LONDON/TEXAS – New data from corporate energy specialist Open Energy Market (OEM) offers a rare real-time demonstration of how Britain is getting back to work as lockdown lifts,World Oil reported July 29, 2020.

Corporate energy consumption was down 40 percent at the peak of the COVID-19 crisis but the latest figures (to 21st July) are only eight percent below the level they were just prior to lockdown. There has been a sharp rise in the past two weeks as restrictions have relaxed and more people have returned to work. OEM, backed by investor Calculus Capital, is a trading platform that enables a wide range of companies and organizations to forecast energy use and buy cost effectively.
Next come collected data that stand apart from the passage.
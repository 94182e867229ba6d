use crate::areas::producer::LogStream;
use crate::artifacts::log::record::LogRecordReader;
use crate::artifacts::objects::commit::Commit;
use crate::error::{EngineError, Result};
use std::collections::VecDeque;
use std::io::{BufReader, ErrorKind, Read};
use std::process::{Child, ChildStdout};
use std::thread::{self, JoinHandle};

/// Bytes of stderr kept for the error message
const STDERR_TAIL: usize = 8 * 1024;

/// Commit stream backed by a running `git log` process
///
/// Stderr is drained on its own thread while stdout is read, so warnings
/// never fill the pipe and stall the process.
pub struct GitLogStream {
    command: String,
    child: Option<Child>,
    records: LogRecordReader<BufReader<ChildStdout>>,
    stderr: Option<JoinHandle<String>>,
}

impl GitLogStream {
    pub(crate) fn new(command: String, mut child: Child) -> Result<Self> {
        let stdout = child
            .stdout
            .take()
            .ok_or_else(|| EngineError::transport(&command, "stdout is not captured"))?;

        let stderr = child
            .stderr
            .take()
            .map(|pipe| drain_tail(pipe, STDERR_TAIL));

        Ok(GitLogStream {
            command,
            child: Some(child),
            records: LogRecordReader::new(BufReader::new(stdout)),
            stderr,
        })
    }

    /// Reap the process once its stdout is drained
    fn finish(&mut self) -> Result<()> {
        let Some(mut child) = self.child.take() else {
            return Ok(());
        };

        let status = child.wait()?;
        let stderr = self
            .stderr
            .take()
            .and_then(|drain| drain.join().ok())
            .unwrap_or_default();
        if status.success() {
            return Ok(());
        }

        Err(EngineError::transport(&self.command, stderr.trim()))
    }
}

impl LogStream for GitLogStream {
    fn next(&mut self) -> Result<Option<Commit>> {
        if self.child.is_none() {
            return Ok(None);
        }

        match self.records.next_record() {
            Ok(Some(commit)) => Ok(Some(commit)),
            Ok(None) => self.finish().map(|_| None),
            Err(error) => {
                self.close();
                Err(error)
            }
        }
    }

    fn close(&mut self) {
        if let Some(mut child) = self.child.take() {
            // the process may already be gone
            let _ = child.kill();
            let _ = child.wait();
            // the drain ends on its own once the pipe closes
            self.stderr.take();
            tracing::debug!(command = %self.command, "log stream closed");
        }
    }
}

impl Drop for GitLogStream {
    fn drop(&mut self) {
        self.close();
    }
}

/// Read `pipe` to its end on a new thread, keeping the last `limit` bytes
fn drain_tail<R: Read + Send + 'static>(mut pipe: R, limit: usize) -> JoinHandle<String> {
    thread::spawn(move || {
        let mut tail = VecDeque::<u8>::with_capacity(limit);
        let mut chunk = [0u8; 4096];
        loop {
            match pipe.read(&mut chunk) {
                Ok(0) => break,
                Ok(read) => {
                    tail.extend(&chunk[..read]);
                    let excess = tail.len().saturating_sub(limit);
                    tail.drain(..excess);
                }
                Err(error) if error.kind() == ErrorKind::Interrupted => continue,
                Err(_) => break,
            }
        }
        String::from_utf8_lossy(tail.make_contiguous()).into_owned()
    })
}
Taking consumption from an anonymized sample of 500 companies, across a wide spectrum of industries (from hospitality to manufacturing) and using a seven-day rolling average to smooth out the impact of weekends and public holidays, OEM has been able to chart the impact of COVID-19 on the corporate sector on a like for like basis with the previous year.
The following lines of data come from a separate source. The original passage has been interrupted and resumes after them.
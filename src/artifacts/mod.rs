//! History data structures and algorithms
//!
//! This module contains the types and pure algorithms of the history engine:
//!
//! - `branch`: branch names and reference listings
//! - `core`: shared utilities (debouncer, pager wrapper)
//! - `diff`: diff display preparation
//! - `log`: log stream decoding, ancestry graph, entries and filtering
//! - `objects`: commit records and object IDs
//! - `status`: local change summary

pub mod branch;
pub mod core;
pub mod diff;
pub mod log;
pub mod objects;
pub mod status;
Chris Maclean, chief executive officer of OEM, said: “As you would expect, there was a sharp drop in consumption as organizations entered lockdown. Many companies with staff working from home or furloughed, still had some consumption – keeping lights on and servers running – but clearly not at anything like the same levels.
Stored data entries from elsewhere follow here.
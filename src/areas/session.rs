//! Scan sessions
//!
//! A [`ScanSession`] wraps one live log stream and the graph builder fed by
//! it. Every commit read from the stream passes through the builder exactly
//! once, in emission order, and its cell is cached by hash.
//!
//! The [`Scanner`] owns at most one session at a time and replaces it when the
//! head moves. A session is never repaired: an error closes it, and the next
//! batch opens a new one.

use crate::areas::producer::{HeadState, LogStream, Producer};
use crate::artifacts::log::entry::Entry;
use crate::artifacts::log::graph::GraphBuilder;
use crate::artifacts::objects::commit::Commit;
use crate::artifacts::objects::object_id::ObjectId;
use crate::error::Result;
use std::collections::HashMap;
use std::sync::Arc;

pub struct ScanSession {
    start: ObjectId,
    head_name: String,
    stream: Box<dyn LogStream>,
    lookahead: Option<Commit>,
    done: bool,
    returned: usize,
    graph: GraphBuilder,
    cells: HashMap<ObjectId, String>,
}

impl ScanSession {
    pub fn open(
        producer: &dyn Producer,
        start: ObjectId,
        head_name: String,
        max_columns: usize,
    ) -> Result<Self> {
        let stream = producer.start_log_stream(&start)?;
        tracing::debug!(%start, %head_name, "scan session opened");

        Ok(ScanSession {
            start,
            head_name,
            stream,
            lookahead: None,
            done: false,
            returned: 0,
            graph: GraphBuilder::with_max_columns(max_columns),
            cells: HashMap::new(),
        })
    }

    pub fn start(&self) -> &ObjectId {
        &self.start
    }

    pub fn head_name(&self) -> &str {
        &self.head_name
    }

    /// Number of commits handed out by `next` and `discard`
    pub fn returned(&self) -> usize {
        self.returned
    }

    pub fn is_done(&self) -> bool {
        self.done && self.lookahead.is_none()
    }

    /// Whether `next` would yield a commit, without consuming it
    pub fn has_more(&mut self) -> Result<bool> {
        if self.lookahead.is_none() && !self.done {
            self.lookahead = self.pull()?;
        }
        Ok(self.lookahead.is_some())
    }

    pub fn next(&mut self) -> Result<Option<Commit>> {
        let commit = match self.lookahead.take() {
            Some(commit) => Some(commit),
            None if self.done => None,
            None => self.pull()?,
        };

        if commit.is_some() {
            self.returned += 1;
        }
        Ok(commit)
    }

    /// Consume and drop up to `count` commits, returning how many were dropped
    pub fn discard(&mut self, count: usize) -> Result<usize> {
        let mut dropped = 0;
        while dropped < count && self.next()?.is_some() {
            dropped += 1;
        }
        Ok(dropped)
    }

    pub fn cell(&self, oid: &ObjectId) -> Option<&str> {
        self.cells.get(oid).map(String::as_str)
    }

    /// Copy cached cells into `entries`, matching by hash
    pub fn assign_graph_cells(&self, entries: &mut [Entry]) {
        for entry in entries {
            if let Some(cell) = self.cells.get(entry.oid()) {
                entry.set_graph(cell.clone());
            }
        }
    }

    pub fn close(&mut self) {
        if !self.done {
            tracing::debug!(start = %self.start, returned = self.returned, "scan session closed");
        }
        self.stream.close();
        self.lookahead = None;
        self.done = true;
    }

    fn pull(&mut self) -> Result<Option<Commit>> {
        match self.stream.next() {
            Ok(Some(commit)) => {
                let cell = self.graph.push(&commit);
                self.cells.insert(commit.oid().clone(), cell);
                Ok(Some(commit))
            }
            Ok(None) => {
                self.done = true;
                Ok(None)
            }
            Err(error) => {
                tracing::warn!(%error, start = %self.start, "log stream failed");
                self.close();
                Err(error)
            }
        }
    }
}

impl Drop for ScanSession {
    fn drop(&mut self) {
        self.stream.close();
    }
}

/// One window of freshly decoded entries
#[derive(Debug, Clone, Default)]
pub struct Batch {
    pub entries: Vec<Entry>,
    /// The session can still yield at least one commit
    pub has_more: bool,
    /// Head the batch was read from
    pub head: HeadState,
}

/// Owner of the current scan session
pub struct Scanner {
    producer: Arc<dyn Producer>,
    max_columns: usize,
    session: Option<ScanSession>,
}

impl Scanner {
    pub fn new(producer: Arc<dyn Producer>, max_columns: usize) -> Self {
        Scanner {
            producer,
            max_columns,
            session: None,
        }
    }

    pub fn session(&self) -> Option<&ScanSession> {
        self.session.as_ref()
    }

    /// Session starting at `head`, reusing the current one when it matches
    ///
    /// `None` on an unborn head.
    pub fn ensure_session(&mut self, head: &HeadState) -> Result<Option<&mut ScanSession>> {
        let Some(start) = &head.oid else {
            self.close();
            return Ok(None);
        };

        let reusable = self
            .session
            .as_ref()
            .is_some_and(|session| session.start() == start);
        if !reusable {
            self.reset(head)?;
        }
        Ok(self.session.as_mut())
    }

    /// Replace the session unconditionally
    pub fn reset(&mut self, head: &HeadState) -> Result<Option<&mut ScanSession>> {
        self.close();

        let Some(start) = &head.oid else {
            return Ok(None);
        };
        let session = ScanSession::open(
            self.producer.as_ref(),
            start.clone(),
            head.display_name(),
            self.max_columns,
        )?;
        self.session = Some(session);

        Ok(self.session.as_mut())
    }

    pub fn close(&mut self) {
        if let Some(mut session) = self.session.take() {
            session.close();
        }
    }

    /// Read up to `count` entries following the first `skip` commits
    ///
    /// The session is aligned to `skip` first: commits it has not handed out
    /// yet are discarded, and a session that is already past `skip` is
    /// replaced. An error closes the session.
    pub fn fetch_batch(&mut self, skip: usize, count: usize) -> Result<Batch> {
        let result = self.read_batch(skip, count);
        if result.is_err() {
            self.close();
        }
        result
    }

    fn read_batch(&mut self, skip: usize, count: usize) -> Result<Batch> {
        let head = self.producer.head_state()?;

        let ahead = self
            .session
            .as_ref()
            .is_some_and(|session| session.returned() > skip);
        if ahead {
            self.reset(&head)?;
        }

        let Some(session) = self.ensure_session(&head)? else {
            return Ok(Batch {
                head,
                ..Batch::default()
            });
        };

        if session.returned() < skip {
            let behind = skip - session.returned();
            session.discard(behind)?;
        }

        let mut entries = Vec::with_capacity(count);
        while entries.len() < count {
            match session.next()? {
                Some(commit) => entries.push(Entry::new(commit)),
                None => break,
            }
        }
        session.assign_graph_cells(&mut entries);

        let batch = Batch {
            entries,
            has_more: session.has_more()?,
            head,
        };
        tracing::debug!(
            skip,
            fetched = batch.entries.len(),
            has_more = batch.has_more,
            "batch fetched"
        );

        Ok(batch)
    }
}

#[cfg(test)]
mod tests {
    use super::*;
    use crate::areas::testing::{FakeProducer, commit, linear, oid};
    use crate::error::EngineError;
    use pretty_assertions::assert_eq;
    use std::sync::atomic::Ordering;

    fn scanner(producer: &Arc<FakeProducer>) -> Scanner {
        Scanner::new(producer.clone(), 32)
    }

    fn hashes(batch: &Batch) -> Vec<String> {
        batch
            .entries
            .iter()
            .map(|entry| entry.oid().to_string())
            .collect()
    }

    #[test]
    fn has_more_does_not_consume() {
        let producer = FakeProducer::with_history(linear(2));
        let mut session =
            ScanSession::open(producer.as_ref(), oid("c2"), "main".to_string(), 32).unwrap();

        assert!(session.has_more().unwrap());
        assert!(session.has_more().unwrap());
        assert_eq!(session.returned(), 0);

        assert_eq!(session.next().unwrap().unwrap().oid(), &oid("c2"));
        assert_eq!(session.next().unwrap().unwrap().oid(), &oid("c1"));
        assert!(!session.has_more().unwrap());
        assert!(session.next().unwrap().is_none());
        assert_eq!(session.returned(), 2);
        assert!(session.is_done());
    }

    #[test]
    fn close_drops_the_buffered_commit() {
        let producer = FakeProducer::with_history(linear(2));
        let mut session =
            ScanSession::open(producer.as_ref(), oid("c2"), "main".to_string(), 32).unwrap();
        assert!(session.has_more().unwrap());

        session.close();

        assert!(session.is_done());
        assert!(!session.has_more().unwrap());
        assert!(session.next().unwrap().is_none());
        assert_eq!(session.returned(), 0);
    }

    #[test]
    fn discard_stops_at_end_of_stream() {
        let producer = FakeProducer::with_history(linear(3));
        let mut session =
            ScanSession::open(producer.as_ref(), oid("c3"), "main".to_string(), 32).unwrap();

        assert_eq!(session.discard(10).unwrap(), 3);
        assert!(!session.has_more().unwrap());
    }

    #[test]
    fn linear_batch_has_single_column_cells() {
        let producer = FakeProducer::with_history(linear(3));
        let mut scanner = scanner(&producer);

        let batch = scanner.fetch_batch(0, 3).unwrap();

        assert_eq!(hashes(&batch), vec!["c3", "c2", "c1"]);
        assert!(batch.entries.iter().all(|entry| entry.graph() == "*"));
        assert!(!batch.has_more);
        assert_eq!(batch.head.display_name(), "main");
    }

    #[test]
    fn merge_cells_follow_emission_order() {
        let producer = FakeProducer::with_history(vec![
            commit("m", &["p1", "p2"], "merge"),
            commit("p1", &["a"], "left"),
            commit("p2", &["a"], "right"),
            commit("a", &[], "root"),
        ]);
        let mut scanner = scanner(&producer);

        // split across batches; cells must not depend on batching
        let first = scanner.fetch_batch(0, 1).unwrap();
        let second = scanner.fetch_batch(1, 3).unwrap();

        let cells = first
            .entries
            .iter()
            .chain(&second.entries)
            .map(|entry| entry.graph().to_string())
            .collect::<Vec<_>>();
        assert_eq!(cells, vec!["*", "* |", "| *", "*"]);
        assert!(first.has_more);
        assert!(!second.has_more);
    }

    #[test]
    fn consecutive_batches_reuse_the_session() {
        let producer = FakeProducer::with_history(linear(5));
        let mut scanner = scanner(&producer);

        let first = scanner.fetch_batch(0, 2).unwrap();
        let second = scanner.fetch_batch(2, 2).unwrap();

        assert_eq!(hashes(&first), vec!["c5", "c4"]);
        assert_eq!(hashes(&second), vec!["c3", "c2"]);
        assert!(second.has_more);
        assert_eq!(producer.streams_opened.load(Ordering::SeqCst), 1);
    }

    #[test]
    fn skip_behind_the_session_discards() {
        let producer = FakeProducer::with_history(linear(5));
        let mut scanner = scanner(&producer);

        let batch = scanner.fetch_batch(3, 10).unwrap();

        assert_eq!(hashes(&batch), vec!["c2", "c1"]);
    }

    #[test]
    fn skip_before_the_session_replaces_it() {
        let producer = FakeProducer::with_history(linear(4));
        let mut scanner = scanner(&producer);

        scanner.fetch_batch(0, 3).unwrap();
        let batch = scanner.fetch_batch(1, 1).unwrap();

        assert_eq!(hashes(&batch), vec!["c3"]);
        assert_eq!(producer.streams_opened.load(Ordering::SeqCst), 2);
    }

    #[test]
    fn moved_head_replaces_the_session() {
        let producer = FakeProducer::with_history(linear(2));
        let mut scanner = scanner(&producer);
        scanner.fetch_batch(0, 1).unwrap();

        producer.set_history(linear(3));
        let batch = scanner.fetch_batch(0, 1).unwrap();

        assert_eq!(hashes(&batch), vec!["c3"]);
        assert_eq!(scanner.session().unwrap().start(), &oid("c3"));
    }

    #[test]
    fn unborn_head_yields_an_empty_batch() {
        let producer = FakeProducer::with_history(Vec::new());
        let mut scanner = scanner(&producer);

        let batch = scanner.fetch_batch(0, 10).unwrap();

        assert!(batch.entries.is_empty());
        assert!(!batch.has_more);
        assert_eq!(batch.head.display_name(), "HEAD");
        assert!(scanner.session().is_none());
    }

    #[test]
    fn stream_error_closes_the_session() {
        let producer = FakeProducer::with_history(linear(4));
        producer.fail_stream_at(2);
        let mut scanner = scanner(&producer);

        let error = scanner.fetch_batch(0, 4).unwrap_err();

        assert!(matches!(error, EngineError::Transport { .. }));
        assert!(scanner.session().is_none());
    }
}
“The lowest point was the seven-day period ending April 14 – the Tuesday after the Easter weekend around the height of COVID-19 deaths and the peak of the crisis. That was 40 percent lower than levels at the beginning of the year and 60 percent lower than we recorded at the same time last year. We’re still 11 percent below this time last year and eight percent below pre-lockdown peaks, but this is a rare real-time indicator of the health of the UK economy and shows that Britain is in convalescence and recovering.”

Houston (Bloomberg) reports the world’s three biggest oilfield service companies wrote down the value of their assets to the tune of about $45 billion during the past year as customers engaged in severe spending cutbacks, according to Morgan Stanley.

The combined write-offs, half of which stem from what were supposed to be blockbuster M&A deals, almost equal their combined market capitalization, analysts including Connor Lynagh wrote in a note to clients on Wednesday.

“The industry now appears to be in a significant capacity reduction and repair phase that we think will not quickly reverse,” the analysts wrote. “From a supply-side perspective, we think this effectively marks the bottom of the cycle.”

The hired hands of the oil patch who map underground pockets of oil and drill wells have taken much of the brunt of the worst-ever crude crash. Schlumberger Ltd., Halliburton Co., and Baker Hughes Co., are shrinking headcount while emphasizing a greater push toward digitalization in hopes of boosting profits as customers eschew big-dollar drilling projects.